Vonis, Perjalanan Politik Hasto Kristiyanto di Tengah Pusaran Kasus Harun Masiku

Proses sidang kasus Hasto Krisdianto. -Foto Radar Grup-
Radarlambar.bacakoran.co – Sekretaris Jenderal PDI Perjuangan, Hasto Kristiyanto, hari ini, Jumat 25 Juli 2025, akan menghadapi putusan majelis hakim dalam kasus dugaan suap dan perintangan penyidikan perkara buronan Harun Masiku. Jaksa penuntut umum dari Komisi Pemberantasan Korupsi (KPK) sebelumnya telah menuntut Hasto dengan hukuman tujuh tahun penjara dan denda sebesar Rp600 juta. Jika denda itu tidak dibayar, maka akan diganti dengan kurungan selama enam bulan.
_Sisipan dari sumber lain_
//! # Core Error Types
//!
//! Caller errors raised synchronously by the entity store. None of them are
//! retried internally.

use thiserror::Error;

use crate::ecs::Handle;

/// Errors returned by [`EntityStore`](crate::EntityStore) operations.
#[derive(Error, Debug, Clone, Copy, PartialEq, Eq)]
pub enum EntityError {
    /// Every slot is occupied by a live entity.
    #[error("entity store full: capacity {capacity}")]
    Full {
        /// Fixed capacity of the store.
        capacity: usize,
    },

    /// The handle's index lies outside the store.
    #[error("entity index {index} out of range: capacity {capacity}")]
    OutOfRange {
        /// Index carried by the handle.
        index: usize,
        /// Fixed capacity of the store.
        capacity: usize,
    },

    /// The slot was recycled (or freed) after this handle was issued.
    #[error("stale entity handle {handle}")]
    StaleHandle {
        /// The rejected handle.
        handle: Handle,
    },
}

/// Result type for entity store operations.
pub type EntityResult<T> = Result<T, EntityError>;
Hasto didakwa melanggar sejumlah pasal dalam Undang-Undang Pemberantasan Tindak Pidana Korupsi serta Kitab Undang-Undang Hukum Pidana. Tuntutan tersebut menyusul keterlibatannya dalam upaya menghalangi penyidikan terkait kasus suap yang menjerat mantan caleg PDIP Harun Masiku—yang hingga kini masih menjadi buronan.
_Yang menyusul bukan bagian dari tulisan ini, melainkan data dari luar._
//! End-to-end tests driving the scheduler through its collaborators.

use std::thread;
use std::time::Duration;

use lockstep_core::{EntityFlags, EntityStore};
use lockstep_networking::protocol::{SequenceStatus, SequenceTracker};
use lockstep_networking::{
    decode, encode, ChannelTransport, GameplayRules, InputMask, InputMessage, Lane, ManualClock,
    NoopRules, Packet, Payload, SchedulerState, SimConfig, SimContext, StopHandle, SystemClock,
    TickScheduler, TransportEndpoint,
};

/// Records every pair; optionally despawns the second entity of each pair
/// or requests a stop on the first pair.
#[derive(Default)]
struct RecordingRules {
    pairs: Vec<(usize, usize)>,
    despawn_second: bool,
    stop_on_pair: Option<StopHandle>,
}

impl GameplayRules for RecordingRules {
    fn resolve_pair(&mut self, store: &mut EntityStore, a: usize, b: usize) {
        assert!(a < b, "pair must be ordered: ({a}, {b})");
        assert!(store.is_slot_active(a) && store.is_slot_active(b));
        self.pairs.push((a, b));

        if self.despawn_second {
            store.despawn(store.handle_at(b)).unwrap();
        }
        if let Some(stop) = &self.stop_on_pair {
            stop.stop();
        }
    }
}

fn build<R: GameplayRules>(
    config: SimConfig,
    rules: R,
    clock: ManualClock,
) -> (TickScheduler<ChannelTransport, R, ManualClock>, TransportEndpoint) {
    let context = SimContext::new(config, "scheduler_test");
    let (transport, endpoint) = ChannelTransport::new(&context);
    (TickScheduler::new(context, transport, rules, clock), endpoint)
}

fn unclamped() -> SimConfig {
    SimConfig {
        max_frame_delta_ms: 1000,
        ..SimConfig::default()
    }
}

#[test]
fn one_second_frame_at_60hz_runs_exactly_60_ticks() {
    let clock = ManualClock::with_frames([Duration::from_secs(1)]);
    let (mut scheduler, _endpoint) = build(unclamped(), NoopRules, clock);

    scheduler.start().unwrap();

    assert_eq!(scheduler.state(), SchedulerState::Stopped);
    assert_eq!(scheduler.tick(), 60);
    assert_eq!(scheduler.stats().ticks, 60);
    assert!(scheduler.accumulator() < scheduler.step());
}

#[test]
fn stall_is_clamped_to_quarter_second() {
    let clock = ManualClock::with_frames([Duration::from_secs(5)]);
    let (mut scheduler, _endpoint) = build(SimConfig::default(), NoopRules, clock);

    scheduler.start().unwrap();

    assert_eq!(scheduler.tick(), 15);
    assert_eq!(scheduler.stats().clamped_frames, 1);
}

#[test]
fn tick_counter_is_monotonic_across_frames() {
    let frames = [3u64, 17, 40, 1, 250].map(Duration::from_millis);
    let clock = ManualClock::with_frames(frames);
    let (mut scheduler, _endpoint) = build(SimConfig::default(), NoopRules, clock);

    scheduler.start().unwrap();

    // 311 ms at 60 Hz.
    assert_eq!(scheduler.tick(), 18);
}

#[test]
fn pairs_reported_once_for_adjacent_cells_only() {
    let (mut scheduler, _endpoint) = build(SimConfig::default(), RecordingRules::default(), ManualClock::new());
    let store = scheduler.store_mut();
    store.spawn(10.0, 10.0, 0.0, 0.0, EntityFlags::PLAYER).unwrap();
    store.spawn(20.0, 20.0, 0.0, 0.0, EntityFlags::ENEMY).unwrap();
    store.spawn(100.0, 10.0, 0.0, 0.0, EntityFlags::ENEMY).unwrap();
    store.spawn(500.0, 500.0, 0.0, 0.0, EntityFlags::ENEMY).unwrap();

    scheduler.advance(scheduler.step());

    let mut pairs = scheduler.rules().pairs.clone();
    pairs.sort_unstable();
    assert_eq!(pairs, vec![(0, 1), (0, 2), (1, 2)]);
    assert_eq!(scheduler.stats().pairs_reported, 3);
}

#[test]
fn pairs_skip_entities_despawned_earlier_in_the_tick() {
    let rules = RecordingRules {
        despawn_second: true,
        ..RecordingRules::default()
    };
    let (mut scheduler, _endpoint) = build(SimConfig::default(), rules, ManualClock::new());
    for _ in 0..3 {
        scheduler.store_mut().spawn(5.0, 5.0, 0.0, 0.0, EntityFlags::ENEMY).unwrap();
    }

    scheduler.advance(scheduler.step());

    // Slot 0 consumes both neighbours; nothing is left to pair with slot 1.
    let mut pairs = scheduler.rules().pairs.clone();
    pairs.sort_unstable();
    assert_eq!(pairs, vec![(0, 1), (0, 2)]);
    assert_eq!(scheduler.store().live_count(), 1);
}

#[test]
fn stop_inside_a_tick_lets_it_complete() {
    let (mut scheduler, endpoint) = build(SimConfig::default(), RecordingRules::default(), ManualClock::new());
    let stop = scheduler.stop_handle();
    scheduler.rules_mut().stop_on_pair = Some(stop);
    scheduler.store_mut().spawn(5.0, 5.0, 0.0, 0.0, EntityFlags::ENEMY).unwrap();
    scheduler.store_mut().spawn(6.0, 6.0, 0.0, 0.0, EntityFlags::ENEMY).unwrap();

    // Ticks 1..=3 are due; the stop lands during tick 1.
    endpoint
        .deliver(lockstep_networking::Inbound::Admin(
            lockstep_networking::AdminMessage::force_resync(),
        ))
        .unwrap();
    assert_eq!(scheduler.advance(scheduler.step() * 3), 1);
    assert_eq!(scheduler.tick(), 1);

    // The resync at the end of tick 1 still went out.
    let frame = endpoint.try_recv_outbound().unwrap();
    assert_eq!(frame.lane, Lane::Reliable);
}

#[test]
fn stop_from_another_thread_ends_the_loop() {
    let context = SimContext::new(SimConfig::default(), "threaded");
    let (transport, _endpoint) = ChannelTransport::new(&context);
    let mut scheduler = TickScheduler::new(context, transport, NoopRules, SystemClock);

    let stop = scheduler.stop_handle();
    let stopper = thread::spawn(move || {
        thread::sleep(Duration::from_millis(50));
        stop.stop();
    });

    scheduler.start().unwrap();
    stopper.join().unwrap();

    assert_eq!(scheduler.state(), SchedulerState::Stopped);
}

#[test]
fn bytes_in_snapshots_out() {
    let (mut scheduler, endpoint) = build(SimConfig::default(), NoopRules, ManualClock::new());
    let player = scheduler
        .store_mut()
        .spawn(100.0, 200.0, 0.0, 0.0, EntityFlags::PLAYER)
        .unwrap();
    let enemy = scheduler
        .store_mut()
        .spawn(300.0, 400.0, 0.0, 0.0, EntityFlags::ENEMY)
        .unwrap();

    let input = InputMessage::new(1, InputMask::LEFT | InputMask::SHOOT, 1.0);
    let bytes = encode(&Packet::new(Lane::Unreliable, 0, Payload::Input(input))).unwrap();
    endpoint.deliver_bytes(player, &bytes).unwrap();

    scheduler.advance(scheduler.step() * 9);

    let slot = scheduler.store().resolve(player).unwrap();
    assert_eq!(scheduler.store().input_mask(slot), (InputMask::LEFT | InputMask::SHOOT).bits());

    let mut tracker = SequenceTracker::new();
    let mut ticks = Vec::new();
    for frame in endpoint.drain_outbound() {
        let packet = decode(&frame.bytes).unwrap();
        assert_eq!(tracker.observe(packet.lane, packet.sequence), SequenceStatus::InOrder);

        let Payload::StateSnapshot(snapshot) = packet.payload else {
            panic!("expected a snapshot");
        };
        ticks.push(snapshot.server_tick);

        let handles: Vec<_> = snapshot.records.iter().map(|r| r.handle()).collect();
        assert_eq!(handles, vec![player, enemy]);
        assert_eq!((snapshot.records[1].x, snapshot.records[1].y), (300.0, 400.0));
        assert_eq!(snapshot.records[1].kind, f32::from(EntityFlags::ENEMY.bits()));
    }

    assert_eq!(ticks, vec![3, 6, 9]);
    assert_eq!(tracker.highest(Lane::Unreliable), Some(2));
}

#[test]
fn start_twice_is_rejected() {
    let (mut scheduler, _endpoint) = build(SimConfig::default(), NoopRules, ManualClock::new());
    scheduler.start().unwrap();
    assert!(scheduler.start().is_err());
}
Di tengah proses hukum yang menjeratnya, Hasto mendapat dukungan dari internal partai. Sejumlah kader menyatakan harapan agar sang sekjen dibebaskan dari segala tuntutan, seraya menyebut perlawanan Hasto sebagai bagian dari perjuangan politik menghadapi tekanan kekuasaan.
Hasto Kristiyanto lahir di Yogyakarta pada 7 Juli 1966 dari pasangan Antonius Krido Pardjono dan Yohana Sutami. Sejak kecil, ia memiliki minat terhadap budaya Jawa, terutama kisah-kisah wayang seperti Mahabharata. Ia menikah dengan Maria Ekowati dan dikaruniai dua anak: Ignatius Windu Hastomo dan Agatha Puspita Asri.
Pendidikan tinggi ia tempuh di Fakultas Teknik Kimia Universitas Gadjah Mada (UGM) dan semasa kuliah aktif dalam organisasi mahasiswa hingga menjadi Ketua Senat Fakultas Teknik. Ia kemudian melanjutkan pendidikan S-2 di STIE Prasetya Mulya dan meraih gelar doktor di bidang Ilmu Pertahanan dari Universitas Pertahanan.
Karier profesional Hasto dimulai di PT Rekayasa Industri, BUMN yang bergerak di bidang teknik dan konstruksi. Ia terlibat dalam proyek besar seperti pabrik ammonia, kelapa sawit, dan studi pengembangan pembangkit listrik tenaga nuklir, hingga menjabat sebagai Kepala Divisi Agroindustri sebelum meninggalkan perusahaan pada 2002.
Dunia politik mulai digelutinya dari bawah, sebagai staf teknis internal partai. Pada Pemilu 2004, ia berhasil melaju ke Senayan mewakili Jawa Timur dan duduk di Komisi VI DPR RI. Selama menjadi legislator, Hasto ikut merancang berbagai undang-undang strategis, termasuk UU Penanaman Modal dan UU Informasi dan Transaksi Elektronik. Ia juga aktif mengusulkan hak angket untuk isu-isu penting seperti impor beras dan kenaikan harga BBM.
Kariernya terus menanjak ketika pada 2014 ia diangkat menjadi Sekretaris Jenderal PDIP, menggantikan Tjahjo Kumolo yang kala itu ditunjuk menjadi Menteri Dalam Negeri. Hasto kemudian kembali dipercaya memegang jabatan tersebut untuk periode 2019–2024 setelah partai berhasil mendominasi Pemilu dan Pilkada.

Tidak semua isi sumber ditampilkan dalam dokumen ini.